- _The data_:
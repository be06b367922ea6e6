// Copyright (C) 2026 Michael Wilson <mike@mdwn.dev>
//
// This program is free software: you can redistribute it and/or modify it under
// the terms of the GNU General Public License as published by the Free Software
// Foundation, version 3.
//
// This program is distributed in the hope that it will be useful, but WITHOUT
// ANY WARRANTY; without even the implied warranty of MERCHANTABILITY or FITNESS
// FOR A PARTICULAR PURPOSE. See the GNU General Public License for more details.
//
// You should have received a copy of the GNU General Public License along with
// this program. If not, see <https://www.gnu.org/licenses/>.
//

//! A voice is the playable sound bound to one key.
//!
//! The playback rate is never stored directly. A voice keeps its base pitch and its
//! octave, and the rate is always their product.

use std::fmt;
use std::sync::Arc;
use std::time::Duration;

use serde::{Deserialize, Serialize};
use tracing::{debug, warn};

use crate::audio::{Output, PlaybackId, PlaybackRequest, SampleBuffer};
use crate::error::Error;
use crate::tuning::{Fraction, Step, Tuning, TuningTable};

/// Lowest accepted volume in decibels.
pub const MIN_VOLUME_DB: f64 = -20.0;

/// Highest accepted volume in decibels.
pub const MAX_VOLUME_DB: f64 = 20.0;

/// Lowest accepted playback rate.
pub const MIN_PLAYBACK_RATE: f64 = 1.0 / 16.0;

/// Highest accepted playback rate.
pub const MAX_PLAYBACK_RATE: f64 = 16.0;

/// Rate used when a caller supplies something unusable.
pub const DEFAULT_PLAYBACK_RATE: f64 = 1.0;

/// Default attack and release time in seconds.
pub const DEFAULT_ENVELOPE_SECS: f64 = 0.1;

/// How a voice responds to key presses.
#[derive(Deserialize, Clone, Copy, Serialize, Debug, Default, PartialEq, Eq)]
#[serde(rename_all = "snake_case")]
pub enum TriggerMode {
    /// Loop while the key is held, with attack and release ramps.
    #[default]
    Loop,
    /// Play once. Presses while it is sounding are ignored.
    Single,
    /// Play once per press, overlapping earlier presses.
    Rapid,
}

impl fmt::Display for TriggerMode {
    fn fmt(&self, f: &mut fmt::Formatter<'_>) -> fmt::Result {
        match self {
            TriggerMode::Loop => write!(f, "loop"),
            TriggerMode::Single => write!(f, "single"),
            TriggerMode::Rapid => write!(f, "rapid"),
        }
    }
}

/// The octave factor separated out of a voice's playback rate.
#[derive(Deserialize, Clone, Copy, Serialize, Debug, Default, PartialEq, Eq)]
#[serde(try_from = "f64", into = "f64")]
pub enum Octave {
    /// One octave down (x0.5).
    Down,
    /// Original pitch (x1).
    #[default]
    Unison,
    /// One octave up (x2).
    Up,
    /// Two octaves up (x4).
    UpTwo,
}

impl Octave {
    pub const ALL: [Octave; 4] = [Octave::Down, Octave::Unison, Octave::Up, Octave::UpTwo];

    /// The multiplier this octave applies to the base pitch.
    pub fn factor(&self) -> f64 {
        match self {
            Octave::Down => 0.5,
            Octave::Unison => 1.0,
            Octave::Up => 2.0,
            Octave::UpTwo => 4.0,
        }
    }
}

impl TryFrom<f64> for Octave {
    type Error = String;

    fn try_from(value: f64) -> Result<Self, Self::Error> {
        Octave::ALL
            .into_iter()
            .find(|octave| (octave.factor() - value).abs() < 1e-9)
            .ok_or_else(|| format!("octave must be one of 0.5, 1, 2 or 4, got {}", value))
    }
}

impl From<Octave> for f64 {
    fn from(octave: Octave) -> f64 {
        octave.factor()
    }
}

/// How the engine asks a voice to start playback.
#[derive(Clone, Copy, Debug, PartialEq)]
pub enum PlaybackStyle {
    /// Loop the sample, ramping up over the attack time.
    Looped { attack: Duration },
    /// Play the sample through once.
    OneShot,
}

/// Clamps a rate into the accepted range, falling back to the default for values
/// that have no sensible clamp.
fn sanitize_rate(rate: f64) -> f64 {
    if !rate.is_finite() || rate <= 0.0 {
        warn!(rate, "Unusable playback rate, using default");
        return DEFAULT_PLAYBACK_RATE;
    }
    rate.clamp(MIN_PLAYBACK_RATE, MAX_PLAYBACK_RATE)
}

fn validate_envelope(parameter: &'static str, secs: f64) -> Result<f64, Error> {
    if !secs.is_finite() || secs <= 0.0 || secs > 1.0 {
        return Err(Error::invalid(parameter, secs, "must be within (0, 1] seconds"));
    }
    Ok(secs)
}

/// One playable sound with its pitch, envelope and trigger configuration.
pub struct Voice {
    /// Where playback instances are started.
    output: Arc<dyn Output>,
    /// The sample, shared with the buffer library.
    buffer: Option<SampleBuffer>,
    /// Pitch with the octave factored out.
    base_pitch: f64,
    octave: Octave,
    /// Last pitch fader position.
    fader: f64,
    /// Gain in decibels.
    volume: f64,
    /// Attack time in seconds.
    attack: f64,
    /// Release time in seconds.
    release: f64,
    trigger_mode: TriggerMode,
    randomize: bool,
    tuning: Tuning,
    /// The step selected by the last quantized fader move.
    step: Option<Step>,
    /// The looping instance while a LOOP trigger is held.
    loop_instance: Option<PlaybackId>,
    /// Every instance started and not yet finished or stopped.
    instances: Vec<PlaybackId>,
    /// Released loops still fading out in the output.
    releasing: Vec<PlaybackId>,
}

- _Task to carry out_:
Across all the entries, count the lines that contain "enum", and state nothing but the total.

- _Solution_:
3